TASK GOAL – The lines from the start of the listing through the line containing "use crate::types::MarketType;" should be printed exactly, and no other lines should be printed.

DATA LISTING –
********

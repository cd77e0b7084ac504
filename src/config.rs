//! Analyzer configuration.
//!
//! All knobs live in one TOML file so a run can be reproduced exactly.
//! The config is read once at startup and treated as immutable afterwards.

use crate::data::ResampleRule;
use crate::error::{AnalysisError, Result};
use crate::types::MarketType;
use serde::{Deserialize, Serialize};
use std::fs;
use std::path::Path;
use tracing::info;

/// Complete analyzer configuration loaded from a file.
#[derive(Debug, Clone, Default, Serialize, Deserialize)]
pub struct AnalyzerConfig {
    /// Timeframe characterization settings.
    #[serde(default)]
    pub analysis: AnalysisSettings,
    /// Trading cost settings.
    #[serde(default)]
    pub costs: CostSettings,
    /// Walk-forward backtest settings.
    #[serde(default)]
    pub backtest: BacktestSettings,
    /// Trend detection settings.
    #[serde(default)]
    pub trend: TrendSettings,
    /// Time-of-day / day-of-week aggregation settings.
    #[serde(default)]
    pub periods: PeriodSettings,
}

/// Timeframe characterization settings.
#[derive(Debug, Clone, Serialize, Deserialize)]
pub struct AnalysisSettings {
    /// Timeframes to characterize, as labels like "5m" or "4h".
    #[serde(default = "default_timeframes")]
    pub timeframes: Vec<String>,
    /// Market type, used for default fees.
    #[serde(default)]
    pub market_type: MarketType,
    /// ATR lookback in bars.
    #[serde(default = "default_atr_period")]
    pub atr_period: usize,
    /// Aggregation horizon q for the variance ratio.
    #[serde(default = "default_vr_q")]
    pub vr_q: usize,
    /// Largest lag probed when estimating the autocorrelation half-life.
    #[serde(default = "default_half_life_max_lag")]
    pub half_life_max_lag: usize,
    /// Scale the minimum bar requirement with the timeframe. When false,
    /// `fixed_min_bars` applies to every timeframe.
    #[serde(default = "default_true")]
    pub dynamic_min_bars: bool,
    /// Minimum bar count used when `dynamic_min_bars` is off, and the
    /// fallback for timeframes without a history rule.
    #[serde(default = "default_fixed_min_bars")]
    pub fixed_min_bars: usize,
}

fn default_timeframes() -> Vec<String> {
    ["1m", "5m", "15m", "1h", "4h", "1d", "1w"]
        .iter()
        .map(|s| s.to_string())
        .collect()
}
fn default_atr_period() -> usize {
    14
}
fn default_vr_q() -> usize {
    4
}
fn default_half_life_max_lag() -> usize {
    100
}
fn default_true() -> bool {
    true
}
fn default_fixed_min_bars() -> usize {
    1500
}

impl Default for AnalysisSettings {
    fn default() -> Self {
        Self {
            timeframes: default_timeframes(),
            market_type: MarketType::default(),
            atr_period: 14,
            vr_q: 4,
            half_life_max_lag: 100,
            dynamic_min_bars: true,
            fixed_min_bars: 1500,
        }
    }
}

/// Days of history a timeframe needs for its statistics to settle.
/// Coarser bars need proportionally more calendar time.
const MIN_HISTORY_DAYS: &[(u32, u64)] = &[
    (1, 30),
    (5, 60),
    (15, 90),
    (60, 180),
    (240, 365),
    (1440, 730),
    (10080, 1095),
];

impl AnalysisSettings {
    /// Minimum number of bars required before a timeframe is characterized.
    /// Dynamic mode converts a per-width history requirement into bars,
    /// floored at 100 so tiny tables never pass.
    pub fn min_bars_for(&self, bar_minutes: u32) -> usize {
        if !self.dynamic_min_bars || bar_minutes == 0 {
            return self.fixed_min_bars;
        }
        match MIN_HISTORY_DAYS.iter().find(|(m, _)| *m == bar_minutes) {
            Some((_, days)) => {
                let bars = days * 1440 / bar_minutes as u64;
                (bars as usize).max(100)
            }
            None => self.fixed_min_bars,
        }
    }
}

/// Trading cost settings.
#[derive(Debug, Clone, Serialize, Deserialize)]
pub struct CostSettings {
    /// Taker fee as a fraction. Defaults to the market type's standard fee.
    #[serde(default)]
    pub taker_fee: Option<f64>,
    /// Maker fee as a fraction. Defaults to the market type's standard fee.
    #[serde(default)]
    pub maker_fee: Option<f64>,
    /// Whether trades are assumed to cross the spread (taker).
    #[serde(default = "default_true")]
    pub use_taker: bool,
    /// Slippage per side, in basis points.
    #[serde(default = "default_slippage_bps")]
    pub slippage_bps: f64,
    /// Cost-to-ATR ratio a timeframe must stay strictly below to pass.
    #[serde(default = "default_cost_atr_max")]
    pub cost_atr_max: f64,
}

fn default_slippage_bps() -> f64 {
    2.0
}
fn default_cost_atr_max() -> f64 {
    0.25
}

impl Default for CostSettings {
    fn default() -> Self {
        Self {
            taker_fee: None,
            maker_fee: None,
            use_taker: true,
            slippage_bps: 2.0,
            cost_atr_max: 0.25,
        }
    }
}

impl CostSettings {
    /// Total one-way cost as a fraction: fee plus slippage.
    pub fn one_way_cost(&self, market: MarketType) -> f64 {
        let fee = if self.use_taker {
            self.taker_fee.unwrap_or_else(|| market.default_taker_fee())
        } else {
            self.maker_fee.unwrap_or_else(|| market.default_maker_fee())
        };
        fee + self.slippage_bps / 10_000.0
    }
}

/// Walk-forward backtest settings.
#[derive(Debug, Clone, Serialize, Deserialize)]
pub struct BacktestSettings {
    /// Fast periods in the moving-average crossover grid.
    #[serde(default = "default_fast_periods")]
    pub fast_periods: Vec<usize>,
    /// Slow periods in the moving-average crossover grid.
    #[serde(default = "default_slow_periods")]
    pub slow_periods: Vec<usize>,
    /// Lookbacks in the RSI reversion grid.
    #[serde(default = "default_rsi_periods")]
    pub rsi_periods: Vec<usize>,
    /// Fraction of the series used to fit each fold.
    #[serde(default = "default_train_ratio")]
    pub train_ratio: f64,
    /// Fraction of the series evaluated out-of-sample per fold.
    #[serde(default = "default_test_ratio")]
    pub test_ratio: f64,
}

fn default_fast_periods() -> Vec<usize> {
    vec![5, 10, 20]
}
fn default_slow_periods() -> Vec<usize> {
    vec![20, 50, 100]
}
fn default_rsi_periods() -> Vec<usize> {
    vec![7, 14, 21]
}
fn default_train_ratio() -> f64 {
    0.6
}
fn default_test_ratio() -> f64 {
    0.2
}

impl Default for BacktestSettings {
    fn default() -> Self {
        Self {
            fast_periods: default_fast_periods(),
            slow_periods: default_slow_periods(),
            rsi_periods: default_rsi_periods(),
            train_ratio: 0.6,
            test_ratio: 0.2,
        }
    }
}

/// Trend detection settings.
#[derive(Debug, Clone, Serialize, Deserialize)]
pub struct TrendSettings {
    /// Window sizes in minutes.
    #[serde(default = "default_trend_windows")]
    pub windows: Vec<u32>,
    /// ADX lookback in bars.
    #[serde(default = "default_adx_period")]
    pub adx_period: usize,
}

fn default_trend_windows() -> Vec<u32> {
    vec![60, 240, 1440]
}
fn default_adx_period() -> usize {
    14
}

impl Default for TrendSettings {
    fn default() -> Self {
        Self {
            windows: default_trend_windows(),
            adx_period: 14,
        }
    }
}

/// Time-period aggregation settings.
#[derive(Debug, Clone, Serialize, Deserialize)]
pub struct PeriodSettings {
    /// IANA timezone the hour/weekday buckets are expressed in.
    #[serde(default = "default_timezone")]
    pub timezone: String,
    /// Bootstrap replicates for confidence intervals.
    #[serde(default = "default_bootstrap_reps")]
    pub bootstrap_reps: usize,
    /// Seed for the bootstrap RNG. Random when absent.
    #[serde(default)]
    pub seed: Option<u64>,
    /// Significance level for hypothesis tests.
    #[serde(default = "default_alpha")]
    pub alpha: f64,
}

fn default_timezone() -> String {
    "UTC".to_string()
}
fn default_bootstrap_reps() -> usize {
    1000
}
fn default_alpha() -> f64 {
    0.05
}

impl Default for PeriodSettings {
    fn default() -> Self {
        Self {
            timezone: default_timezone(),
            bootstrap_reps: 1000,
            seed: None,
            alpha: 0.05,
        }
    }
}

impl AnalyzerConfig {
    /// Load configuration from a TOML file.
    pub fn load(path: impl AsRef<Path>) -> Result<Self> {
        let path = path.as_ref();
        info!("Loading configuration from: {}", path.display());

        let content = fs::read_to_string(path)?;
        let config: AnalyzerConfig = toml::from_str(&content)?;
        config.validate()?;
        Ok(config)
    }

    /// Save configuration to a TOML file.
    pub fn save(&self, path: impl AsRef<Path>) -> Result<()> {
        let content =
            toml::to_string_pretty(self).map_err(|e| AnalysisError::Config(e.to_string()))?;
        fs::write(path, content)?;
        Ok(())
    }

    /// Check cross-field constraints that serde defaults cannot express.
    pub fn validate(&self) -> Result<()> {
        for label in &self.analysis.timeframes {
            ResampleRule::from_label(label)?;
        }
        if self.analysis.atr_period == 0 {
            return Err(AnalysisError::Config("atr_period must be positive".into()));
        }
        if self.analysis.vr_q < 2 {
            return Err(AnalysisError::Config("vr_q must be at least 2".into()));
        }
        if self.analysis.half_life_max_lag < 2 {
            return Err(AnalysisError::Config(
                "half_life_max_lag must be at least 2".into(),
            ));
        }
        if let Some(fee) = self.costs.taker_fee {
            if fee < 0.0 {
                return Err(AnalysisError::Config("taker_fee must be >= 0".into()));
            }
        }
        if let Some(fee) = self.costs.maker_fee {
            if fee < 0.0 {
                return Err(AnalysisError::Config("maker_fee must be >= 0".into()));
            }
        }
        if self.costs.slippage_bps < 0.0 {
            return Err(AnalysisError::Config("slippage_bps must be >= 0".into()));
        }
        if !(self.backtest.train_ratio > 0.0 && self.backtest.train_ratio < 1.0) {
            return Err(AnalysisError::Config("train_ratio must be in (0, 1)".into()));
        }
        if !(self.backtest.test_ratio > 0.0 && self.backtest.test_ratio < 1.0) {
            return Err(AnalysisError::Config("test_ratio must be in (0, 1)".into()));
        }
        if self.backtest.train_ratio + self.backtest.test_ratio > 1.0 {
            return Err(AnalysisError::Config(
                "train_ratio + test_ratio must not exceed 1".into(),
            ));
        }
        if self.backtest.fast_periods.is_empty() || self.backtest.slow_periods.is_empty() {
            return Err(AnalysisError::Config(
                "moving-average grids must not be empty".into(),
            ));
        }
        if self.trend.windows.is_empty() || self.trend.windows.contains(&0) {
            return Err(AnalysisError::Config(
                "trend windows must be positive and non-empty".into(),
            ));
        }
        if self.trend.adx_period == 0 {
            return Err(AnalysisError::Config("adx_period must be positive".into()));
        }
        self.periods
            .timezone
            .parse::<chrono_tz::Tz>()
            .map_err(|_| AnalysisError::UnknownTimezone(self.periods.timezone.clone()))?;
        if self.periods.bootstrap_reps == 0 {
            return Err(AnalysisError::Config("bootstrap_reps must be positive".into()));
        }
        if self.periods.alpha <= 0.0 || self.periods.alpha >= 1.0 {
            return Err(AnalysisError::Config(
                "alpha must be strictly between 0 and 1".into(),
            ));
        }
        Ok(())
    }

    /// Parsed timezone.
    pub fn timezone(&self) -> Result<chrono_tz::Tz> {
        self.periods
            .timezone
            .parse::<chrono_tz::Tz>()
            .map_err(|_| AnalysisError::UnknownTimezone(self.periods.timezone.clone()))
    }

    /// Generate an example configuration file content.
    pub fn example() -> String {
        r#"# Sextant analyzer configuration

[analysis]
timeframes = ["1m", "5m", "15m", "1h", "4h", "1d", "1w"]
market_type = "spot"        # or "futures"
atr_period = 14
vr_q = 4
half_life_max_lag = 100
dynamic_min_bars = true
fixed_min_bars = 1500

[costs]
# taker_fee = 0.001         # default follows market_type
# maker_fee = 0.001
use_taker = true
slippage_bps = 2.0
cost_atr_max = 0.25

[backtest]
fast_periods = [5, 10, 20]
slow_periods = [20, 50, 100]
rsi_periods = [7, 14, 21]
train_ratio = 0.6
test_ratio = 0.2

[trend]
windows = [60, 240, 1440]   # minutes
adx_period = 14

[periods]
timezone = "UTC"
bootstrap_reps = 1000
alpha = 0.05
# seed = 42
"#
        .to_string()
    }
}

********

ANSWER SECTION –
repository cd77e0b7084ac504
filename src/config.rs
//! Analyzer configuration.
//!
//! All knobs live in one TOML file so a run can be reproduced exactly.
//! The config is read once at startup and treated as immutable afterwards.

use crate::data::ResampleRule;
use crate::error::{AnalysisError, Result};
use crate::types::MarketType;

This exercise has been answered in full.